Es una mezcla de todas esas cosas: riqueza a destajo en tiempos de crisis mundial, buen rollo a raudales -hasta lo pesado, hasta lo bobalicón-, cierto desprecio popular hacia los donativos como forma de disimular la pirámide social, una residencia parcial en Miami, un cuestionamiento continuo de su relación con Hacienda y, muy probablemente, una cursilería intolerable que hace años que no se canjea en una canción buena. Lejos quedaron Viviendo deprisa o Se le apagó la luz.
La verdad es que el arte agarrao siempre está más cerca del espíritu de la posguerra que del Estado del Bienestar. Hay un arte que se desarrolla con más autenticidad en la precariedad: cuando hay más cosas que decir, cuando la vida aún viene con baches y relieves, cuando nos asaltan todas las grandes preguntas, los enormes terrores.
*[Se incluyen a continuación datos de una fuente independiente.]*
// Copyright (c) 2026 Amunchain
// Licensed under the Apache License, Version 2.0 (the "License");
// you may not use this file except in compliance with the License.
// You may obtain a copy of the License at
//     http://www.apache.org/licenses/LICENSE-2.0
// Unless required by applicable law or agreed to in writing, software
// distributed under the License is distributed on an "AS IS" BASIS,
// WITHOUT WARRANTIES OR CONDITIONS OF ANY KIND, either express or implied.
// See the License for the specific language governing permissions and
// limitations under the License.

#![forbid(unsafe_code)]
#![warn(missing_docs)]

//! Assets and holdings. Holdings are keyed `asset_id || account` so the holders of an asset
//! are one prefix scan.

use serde::{Deserialize, Serialize};

use crate::core::ledger::{Ledger, LedgerError};
use crate::core::state::store::Table;
use crate::core::types::FullId;

/// An issued asset.
#[derive(Clone, Debug, PartialEq, Eq, Serialize, Deserialize)]
pub struct Asset {
    /// Id (issuing transaction id).
    pub id: u64,
    /// Issuer.
    pub issuer: FullId,
    /// Name.
    pub name: String,
    /// Description.
    pub description: String,
    /// Quantity in circulation (QNT).
    pub quantity: i64,
    /// Quantity at issuance.
    pub initial_quantity: i64,
    /// Decimal places.
    pub decimals: u8,
}

/// Holding of one account in one asset.
#[derive(Clone, Debug, PartialEq, Eq, Serialize, Deserialize)]
pub struct AccountAsset {
    /// Holder.
    pub account: FullId,
    /// Asset.
    pub asset_id: u64,
    /// Confirmed quantity.
    pub quantity: i64,
    /// Quantity minus reservations.
    pub unconfirmed_quantity: i64,
}

fn holding_key(asset_id: u64, account: FullId) -> Vec<u8> {
    let mut key = asset_id.to_be_bytes().to_vec();
    key.extend_from_slice(&account.key_bytes());
    key
}

impl Ledger {
    /// Asset at-or-before `at`.
    pub fn asset(&self, id: u64, at: Option<u32>) -> Result<Option<Asset>, LedgerError> {
        self.load(Table::Asset, &id.to_be_bytes(), at)
    }

    /// Write an asset record.
    pub fn save_asset(&self, asset: &Asset, height: u32) -> Result<(), LedgerError> {
        self.save(Table::Asset, &asset.id.to_be_bytes(), height, Some(asset))
    }

    /// Holding of `account` in `asset_id`.
    pub fn account_asset(
        &self,
        account: FullId,
        asset_id: u64,
        at: Option<u32>,
    ) -> Result<Option<AccountAsset>, LedgerError> {
        self.load(Table::AccountAsset, &holding_key(asset_id, account), at)
    }

    /// Latest unconfirmed quantity held.
    pub fn unconfirmed_asset_balance(&self, account: FullId, asset_id: u64) -> Result<i64, LedgerError> {
        Ok(self
            .account_asset(account, asset_id, None)?
            .map(|h| h.unconfirmed_quantity)
            .unwrap_or(0))
    }

    /// Every holder of `asset_id` at-or-before `at`.
    pub fn asset_holders(&self, asset_id: u64, at: Option<u32>) -> Result<Vec<AccountAsset>, LedgerError> {
        self.load_all(Table::AccountAsset, &asset_id.to_be_bytes(), at)
    }

    fn update_holding(
        &self,
        account: FullId,
        asset_id: u64,
        confirmed: i64,
        unconfirmed: i64,
        height: u32,
    ) -> Result<(), LedgerError> {
        let mut h = self.account_asset(account, asset_id, None)?.unwrap_or(AccountAsset {
            account,
            asset_id,
            quantity: 0,
            unconfirmed_quantity: 0,
        });
        h.quantity = h
            .quantity
            .checked_add(confirmed)
            .ok_or(LedgerError::Overflow(account))?;
        h.unconfirmed_quantity = h
            .unconfirmed_quantity
            .checked_add(unconfirmed)
            .ok_or(LedgerError::Overflow(account))?;
        if h.quantity < 0 || h.unconfirmed_quantity < 0 || h.unconfirmed_quantity > h.quantity {
            return Err(LedgerError::AssetDoubleSpending {
                account,
                asset: asset_id,
            });
        }
        let value = if h.quantity == 0 && h.unconfirmed_quantity == 0 {
            None
        } else {
            Some(&h)
        };
        self.save(Table::AccountAsset, &holding_key(asset_id, account), height, value)
    }

    /// Change the confirmed quantity only.
    pub fn add_to_asset_balance(
        &self,
        account: FullId,
        asset_id: u64,
        quantity: i64,
        height: u32,
    ) -> Result<(), LedgerError> {
        self.update_holding(account, asset_id, quantity, 0, height)
    }

    /// Change the unconfirmed quantity only.
    pub fn add_to_unconfirmed_asset_balance(
        &self,
        account: FullId,
        asset_id: u64,
        quantity: i64,
        height: u32,
    ) -> Result<(), LedgerError> {
        self.update_holding(account, asset_id, 0, quantity, height)
    }

    /// Change both quantities.
    pub fn add_to_asset_and_unconfirmed(
        &self,
        account: FullId,
        asset_id: u64,
        quantity: i64,
        height: u32,
    ) -> Result<(), LedgerError> {
        self.update_holding(account, asset_id, quantity, quantity, height)
    }

    /// Burn `quantity` of `asset_id` held by `account`; the reservation was taken earlier.
    pub fn delete_asset_quantity(
        &self,
        account: FullId,
        asset_id: u64,
        quantity: i64,
        height: u32,
    ) -> Result<(), LedgerError> {
        let mut asset = self.asset(asset_id, None)?.ok_or(LedgerError::Missing("asset"))?;
        self.add_to_asset_balance(account, asset_id, -quantity, height)?;
        asset.quantity = asset.quantity.saturating_sub(quantity);
        self.save_asset(&asset, height)
    }
}
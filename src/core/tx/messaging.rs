// Copyright (c) 2026 Amunchain
// Licensed under the Apache License, Version 2.0 (the "License");
// you may not use this file except in compliance with the License.
// You may obtain a copy of the License at
//     http://www.apache.org/licenses/LICENSE-2.0
// Unless required by applicable law or agreed to in writing, software
// distributed under the License is distributed on an "AS IS" BASIS,
// WITHOUT WARRANTIES OR CONDITIONS OF ANY KIND, either express or implied.
// See the License for the specific language governing permissions and
// limitations under the License.

#![forbid(unsafe_code)]

//! Messaging type (1): arbitrary messages, aliases, polls, phasing votes, account info and
//! account properties.

use crate::core::ledger::account::AccountProperty;
use crate::core::ledger::alias::{Alias, AliasOffer};
use crate::core::ledger::phasing::{PhasingVote, VotingModel};
use crate::core::ledger::poll::{Poll, Vote};
use crate::core::ledger::{Ledger, LedgerError};
use crate::core::params::{
    MAX_ACCOUNT_DESCRIPTION_LENGTH, MAX_ACCOUNT_NAME_LENGTH, MAX_ALIAS_LENGTH,
    MAX_ALIAS_URI_LENGTH, MAX_BALANCE_NQT, MAX_PHASING_VOTE_TRANSACTIONS,
    MAX_POLL_DESCRIPTION_LENGTH, MAX_POLL_DURATION, MAX_POLL_NAME_LENGTH, MAX_POLL_OPTION_COUNT,
    MAX_POLL_OPTION_LENGTH, MAX_PROPERTY_NAME_LENGTH, MAX_PROPERTY_VALUE_LENGTH, ONE_COIN,
};
use crate::core::tx::appendix::Attachment;
use crate::core::tx::fee::Fee;
use crate::core::tx::registry::{
    missing_attachment, wrong_attachment, TransactionBehavior, ValidationContext,
};
use crate::core::tx::transaction::Transaction;
use crate::core::tx::{is_duplicate, Duplicates, TxKind, ValidationError};
use crate::core::types::FullId;

fn require_zero_amount(tx: &Transaction) -> Result<(), ValidationError> {
    if tx.amount() != 0 {
        return Err(ValidationError::not_valid("amount must be zero"));
    }
    Ok(())
}

fn valid_alias_name(name: &str) -> bool {
    !name.is_empty() && name.len() <= MAX_ALIAS_LENGTH && name.chars().all(|c| c.is_ascii_alphanumeric())
}

/// Alias operations share one bucket keyed by the case-folded name.
fn alias_block_duplicate(name: &str, duplicates: &mut Duplicates) -> bool {
    is_duplicate(TxKind::ALIAS_ASSIGNMENT, &name.to_lowercase(), duplicates, 1)
}

fn owned_alias(ctx: &ValidationContext<'_>, name: &str, owner: FullId) -> Result<Alias, ValidationError> {
    let alias = ctx
        .ledger
        .alias(name)?
        .ok_or_else(|| ValidationError::not_currently_valid(format!("alias {name} not registered")))?;
    if alias.owner != owner {
        return Err(ValidationError::not_currently_valid(format!(
            "alias {name} owned by another account"
        )));
    }
    Ok(alias)
}

/// Carrier for message appendages.
pub struct ArbitraryMessage;

impl TransactionBehavior for ArbitraryMessage {
    fn kind(&self) -> TxKind {
        TxKind::ARBITRARY_MESSAGE
    }
    fn name(&self) -> &'static str {
        "ArbitraryMessage"
    }
    fn must_have_recipient(&self) -> bool {
        false
    }
    fn is_back_fee_exempt(&self) -> bool {
        true
    }

    fn validate_attachment(&self, tx: &Transaction, _ctx: &ValidationContext<'_>) -> Result<(), ValidationError> {
        require_zero_amount(tx)?;
        if tx.message().is_none()
            && tx.encrypted_message().is_none()
            && tx.prunable_plain_message().is_none()
        {
            return Err(ValidationError::not_valid("message transaction without a message"));
        }
        Ok(())
    }

    fn apply_attachment(&self, _tx: &Transaction, _ledger: &Ledger, _height: u32) -> Result<(), LedgerError> {
        Ok(())
    }
}

/// Register an alias or update the URI of an owned one.
pub struct AliasAssignment;

impl TransactionBehavior for AliasAssignment {
    fn kind(&self) -> TxKind {
        TxKind::ALIAS_ASSIGNMENT
    }
    fn name(&self) -> &'static str {
        "AliasAssignment"
    }
    fn next_fee(&self) -> Fee {
        Fee::SizeBased {
            constant: 2 * ONE_COIN,
            per_unit: ONE_COIN,
            unit_size: 32,
        }
    }
    fn can_have_recipient(&self) -> bool {
        false
    }
    fn must_have_recipient(&self) -> bool {
        false
    }
    fn is_phasing_safe(&self) -> bool {
        false
    }

    fn validate_attachment(&self, tx: &Transaction, ctx: &ValidationContext<'_>) -> Result<(), ValidationError> {
        let Attachment::AliasAssignment { alias, uri } = tx.attachment() else {
            return Err(wrong_attachment());
        };
        require_zero_amount(tx)?;
        if !valid_alias_name(alias) {
            return Err(ValidationError::not_valid(format!("invalid alias name {alias:?}")));
        }
        if uri.len() > MAX_ALIAS_URI_LENGTH {
            return Err(ValidationError::not_valid("alias uri too long"));
        }
        if let Some(existing) = ctx.ledger.alias(alias)? {
            if existing.owner != tx.sender_id() {
                return Err(ValidationError::not_currently_valid(format!(
                    "alias {alias} already owned by another account"
                )));
            }
        }
        Ok(())
    }

    fn apply_attachment(&self, tx: &Transaction, ledger: &Ledger, height: u32) -> Result<(), LedgerError> {
        let Attachment::AliasAssignment { alias, uri } = tx.attachment() else {
            return Err(missing_attachment());
        };
        let record = match ledger.alias(alias)? {
            Some(mut existing) => {
                existing.uri = uri.clone();
                existing.timestamp = tx.timestamp();
                existing
            }
            None => Alias {
                id: tx.id(),
                owner: tx.sender_id(),
                name: alias.clone(),
                uri: uri.clone(),
                timestamp: tx.timestamp(),
            },
        };
        ledger.save_alias(&record, height)
    }

    fn is_block_duplicate(&self, tx: &Transaction, duplicates: &mut Duplicates) -> bool {
        match tx.attachment() {
            Attachment::AliasAssignment { alias, .. } => alias_block_duplicate(alias, duplicates),
            _ => false,
        }
    }
}
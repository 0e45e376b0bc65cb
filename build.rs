// Copyright (c) 2026 Amunchain
// Licensed under the Apache License, Version 2.0 (the "License");
// you may not use this file except in compliance with the License.
// You may obtain a copy of the License at
//     http://www.apache.org/licenses/LICENSE-2.0
// Unless required by applicable law or agreed to in writing, software
// distributed under the License is distributed on an "AS IS" BASIS,
// WITHOUT WARRANTIES OR CONDITIONS OF ANY KIND, either express or implied.
// See the License for the specific language governing permissions and
// limitations under the License.

//! Emits `VERGEN_*` build metadata; the node logs the git sha at startup.

use std::error::Error;

use vergen::{BuildBuilder, CargoBuilder, Emitter, RustcBuilder, SysinfoBuilder};
use vergen_git2::Git2Builder;

fn main() -> Result<(), Box<dyn Error>> {
    println!("cargo:rerun-if-changed=build.rs");

    let build = BuildBuilder::all_build()?;
    let cargo = CargoBuilder::all_cargo()?;
    let rustc = RustcBuilder::all_rustc()?;
    let si = SysinfoBuilder::all_sysinfo()?;
    let git = Git2Builder::all_git()?;

    Emitter::default()
        .add_instructions(&build)?
        .add_instructions(&cargo)?
        .add_instructions(&rustc)?
        .add_instructions(&si)?
        .add_instructions(&git)?
        .emit()?;

    Ok(())
}
impl Attachment {
    /// (type, subtype) this attachment belongs to.
    pub fn kind(&self) -> TxKind {
        match self {
            Attachment::OrdinaryPayment => TxKind::ORDINARY_PAYMENT,
            Attachment::ArbitraryMessage => TxKind::ARBITRARY_MESSAGE,
            Attachment::AliasAssignment { .. } => TxKind::ALIAS_ASSIGNMENT,
            Attachment::PollCreation { .. } => TxKind::POLL_CREATION,
            Attachment::VoteCasting { .. } => TxKind::VOTE_CASTING,
            Attachment::PhasingVoteCasting { .. } => TxKind::PHASING_VOTE_CASTING,
            Attachment::AccountInfo { .. } => TxKind::ACCOUNT_INFO,
            Attachment::AliasSell { .. } => TxKind::ALIAS_SELL,
            Attachment::AliasBuy { .. } => TxKind::ALIAS_BUY,
            Attachment::AliasDelete { .. } => TxKind::ALIAS_DELETE,
            Attachment::AccountProperty { .. } => TxKind::ACCOUNT_PROPERTY,
            Attachment::AccountPropertyDelete { .. } => TxKind::ACCOUNT_PROPERTY_DELETE,
            Attachment::AssetIssuance { .. } => TxKind::ASSET_ISSUANCE,
            Attachment::AssetTransfer { .. } => TxKind::ASSET_TRANSFER,
            Attachment::DividendPayment { .. } => TxKind::DIVIDEND_PAYMENT,
            Attachment::AssetDelete { .. } => TxKind::ASSET_DELETE,
            Attachment::EffectiveBalanceLeasing { .. } => TxKind::EFFECTIVE_BALANCE_LEASING,
            Attachment::SetPhasingOnly { .. } => TxKind::SET_PHASING_ONLY,
            Attachment::Coinbase { .. } => TxKind::COINBASE,
        }
    }

    /// Write version byte and body.
    pub fn encode(&self, w: &mut ByteWriter) {
        w.put_u8(APPENDIX_VERSION);
        match self {
            Attachment::OrdinaryPayment | Attachment::ArbitraryMessage => {}
            Attachment::AliasAssignment { alias, uri } => {
                w.put_string(alias);
                w.put_string(uri);
            }
            Attachment::PollCreation {
                name,
                description,
                finish_height,
                options,
                min_options,
                max_options,
            } => {
                w.put_string(name);
                w.put_string(description);
                w.put_u32(*finish_height);
                put_bounded_strings(w, options);
                w.put_u8(*min_options);
                w.put_u8(*max_options);
            }
            Attachment::VoteCasting { poll_id, choices } => {
                w.put_u64(*poll_id);
                w.put_u8(choices.len().min(u8::MAX as usize) as u8);
                w.put_bytes(&choices[..choices.len().min(u8::MAX as usize)]);
            }
            Attachment::PhasingVoteCasting {
                transaction_full_hashes,
            } => {
                w.put_u8(transaction_full_hashes.len().min(u8::MAX as usize) as u8);
                for h in transaction_full_hashes.iter().take(u8::MAX as usize) {
                    w.put_bytes(h.as_bytes());
                }
            }
            Attachment::AccountInfo { name, description } => {
                w.put_string(name);
                w.put_string(description);
            }
            Attachment::AliasSell { alias, price } => {
                w.put_string(alias);
                w.put_i64(*price);
            }
            Attachment::AliasBuy { alias } | Attachment::AliasDelete { alias } => {
                w.put_string(alias);
            }
            Attachment::AccountProperty { property, value } => {
                w.put_string(property);
                w.put_string(value);
            }
            Attachment::AccountPropertyDelete { property } => {
                w.put_string(property);
            }
            Attachment::AssetIssuance {
                name,
                description,
                quantity,
                decimals,
            } => {
                w.put_string(name);
                w.put_string(description);
                w.put_i64(*quantity);
                w.put_u8(*decimals);
            }
            Attachment::AssetTransfer { asset_id, quantity }
            | Attachment::AssetDelete { asset_id, quantity } => {
                w.put_u64(*asset_id);
                w.put_i64(*quantity);
            }
            Attachment::DividendPayment {
                asset_id,
                height,
                amount_per_quantity,
            } => {
                w.put_u64(*asset_id);
                w.put_u32(*height);
                w.put_i64(*amount_per_quantity);
            }
            Attachment::EffectiveBalanceLeasing { period } => {
                w.put_u16(*period);
            }
            Attachment::SetPhasingOnly { params } => put_params(w, params),
            Attachment::Coinbase { recipients } => {
                w.put_u16(recipients.len().min(u16::MAX as usize) as u16);
                for (id, amount) in recipients.iter().take(u16::MAX as usize) {
                    w.put_u64(id.id);
                    w.put_u32(id.id2);
                    w.put_i64(*amount);
                }
            }
        }
    }

    /// Parse the attachment of a transaction of `kind`.
    pub fn decode(kind: TxKind, r: &mut ByteReader<'_>) -> Result<Self, CodecError> {
        if r.get_u8()? != APPENDIX_VERSION {
            return Err(CodecError::Invalid("attachment version"));
        }
        let a = match kind {
            TxKind::ORDINARY_PAYMENT => Attachment::OrdinaryPayment,
            TxKind::ARBITRARY_MESSAGE => Attachment::ArbitraryMessage,
            TxKind::ALIAS_ASSIGNMENT => Attachment::AliasAssignment {
                alias: r.get_string(MAX_ALIAS_LENGTH)?,
                uri: r.get_string(MAX_ALIAS_URI_LENGTH)?,
            },
            TxKind::POLL_CREATION => {
                let name = r.get_string(MAX_POLL_NAME_LENGTH)?;
                let description = r.get_string(MAX_POLL_DESCRIPTION_LENGTH)?;
                let finish_height = r.get_u32()?;
                let n = r.get_u8()? as usize;
                if n > MAX_POLL_OPTION_COUNT {
                    return Err(CodecError::TooLarge);
                }
                let mut options = Vec::with_capacity(n);
                for _ in 0..n {
                    options.push(r.get_string(MAX_POLL_OPTION_LENGTH)?);
                }
                Attachment::PollCreation {
                    name,
                    description,
                    finish_height,
                    options,
                    min_options: r.get_u8()?,
                    max_options: r.get_u8()?,
                }
            }
            TxKind::VOTE_CASTING => {
                let poll_id = r.get_u64()?;
                let n = r.get_u8()? as usize;
                if n > MAX_POLL_OPTION_COUNT {
                    return Err(CodecError::TooLarge);
                }
                Attachment::VoteCasting {
                    poll_id,
                    choices: r.get_bytes(n)?,
                }
            }
            TxKind::PHASING_VOTE_CASTING => {
                let n = r.get_u8()? as usize;
                if n > MAX_PHASING_VOTE_TRANSACTIONS {
                    return Err(CodecError::TooLarge);
                }
                let mut transaction_full_hashes = Vec::with_capacity(n);
                for _ in 0..n {
                    transaction_full_hashes.push(H256::from_bytes(r.get_array()?));
                }
                Attachment::PhasingVoteCasting {
                    transaction_full_hashes,
                }
            }
            TxKind::ACCOUNT_INFO => Attachment::AccountInfo {
                name: r.get_string(MAX_ACCOUNT_NAME_LENGTH)?,
                description: r.get_string(MAX_ACCOUNT_DESCRIPTION_LENGTH)?,
            },
            TxKind::ALIAS_SELL => Attachment::AliasSell {
                alias: r.get_string(MAX_ALIAS_LENGTH)?,
                price: r.get_i64()?,
            },
            TxKind::ALIAS_BUY => Attachment::AliasBuy {
                alias: r.get_string(MAX_ALIAS_LENGTH)?,
            },
            TxKind::ALIAS_DELETE => Attachment::AliasDelete {
                alias: r.get_string(MAX_ALIAS_LENGTH)?,
            },
            TxKind::ACCOUNT_PROPERTY => Attachment::AccountProperty {
                property: r.get_string(MAX_PROPERTY_NAME_LENGTH)?,
                value: r.get_string(MAX_PROPERTY_VALUE_LENGTH)?,
            },
            TxKind::ACCOUNT_PROPERTY_DELETE => Attachment::AccountPropertyDelete {
                property: r.get_string(MAX_PROPERTY_NAME_LENGTH)?,
            },
            TxKind::ASSET_ISSUANCE => Attachment::AssetIssuance {
                name: r.get_string(MAX_ASSET_NAME_LENGTH)?,
                description: r.get_string(MAX_ASSET_DESCRIPTION_LENGTH)?,
                quantity: r.get_i64()?,
                decimals: r.get_u8()?,
            },
            TxKind::ASSET_TRANSFER => Attachment::AssetTransfer {
                asset_id: r.get_u64()?,
                quantity: r.get_i64()?,
            },
            TxKind::ASSET_DELETE => Attachment::AssetDelete {
                asset_id: r.get_u64()?,
                quantity: r.get_i64()?,
            },
            TxKind::DIVIDEND_PAYMENT => Attachment::DividendPayment {
                asset_id: r.get_u64()?,
                height: r.get_u32()?,
                amount_per_quantity: r.get_i64()?,
            },
            TxKind::EFFECTIVE_BALANCE_LEASING => Attachment::EffectiveBalanceLeasing {
                period: r.get_u16()?,
            },
            TxKind::SET_PHASING_ONLY => Attachment::SetPhasingOnly {
                params: get_params(r)?,
            },
            TxKind::COINBASE => {
                let n = r.get_u16()? as usize;
                let mut recipients = BTreeMap::new();
                for _ in 0..n {
                    let id = FullId::new(r.get_u64()?, r.get_u32()?);
                    if recipients.insert(id, r.get_i64()?).is_some() {
                        return Err(CodecError::Invalid("duplicate coinbase recipient"));
                    }
                }
                Attachment::Coinbase { recipients }
            }
            _ => return Err(CodecError::Invalid("transaction type")),
        };
        Ok(a)
    }

    /// Encoded body length (without the version byte), used for size-based fees.
    pub fn body_size(&self) -> usize {
        let mut w = ByteWriter::new();
        self.encode(&mut w);
        w.len().saturating_sub(1)
    }
}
Él ya pasó por ahí, pero fue hace mucho, cuando vivía sin un chavo en Moratalaz, comiendo atún en lata y dedicándole coplillas a su amiga del alma, princesa de un cuento infinito, entre la ternura y el pagafantismo. Fueron años difíciles pero prolíficos. Qué le hacemos, Ale. Nos consta que a ti te fue bien, pero la gente no está para cuentos del ascensor social ni para romanticismos neoliberales. A la gente le caes mal. Será cainita, será rabioso, pero meramente es.
Alejandro Sanz es como el coronel que no tiene quien le escriba, un incomprendido mundial, un tipo que lanza frases embaucadoras, genéricas y luminosas, marca blanca Paulocoelhiana, para simpatizar con todos mientras cambia a lo loco el acento -Cádiz, Madrid, Florida, quién hostias sabe-, para no mojarse con casi nada, para que le quieran mucho en todas partes, para ser el embajador de todas las canciones de amor. Pero no le quieren. Qué malaje. Quién se lo explica. Tiritas pa ese corazón partío.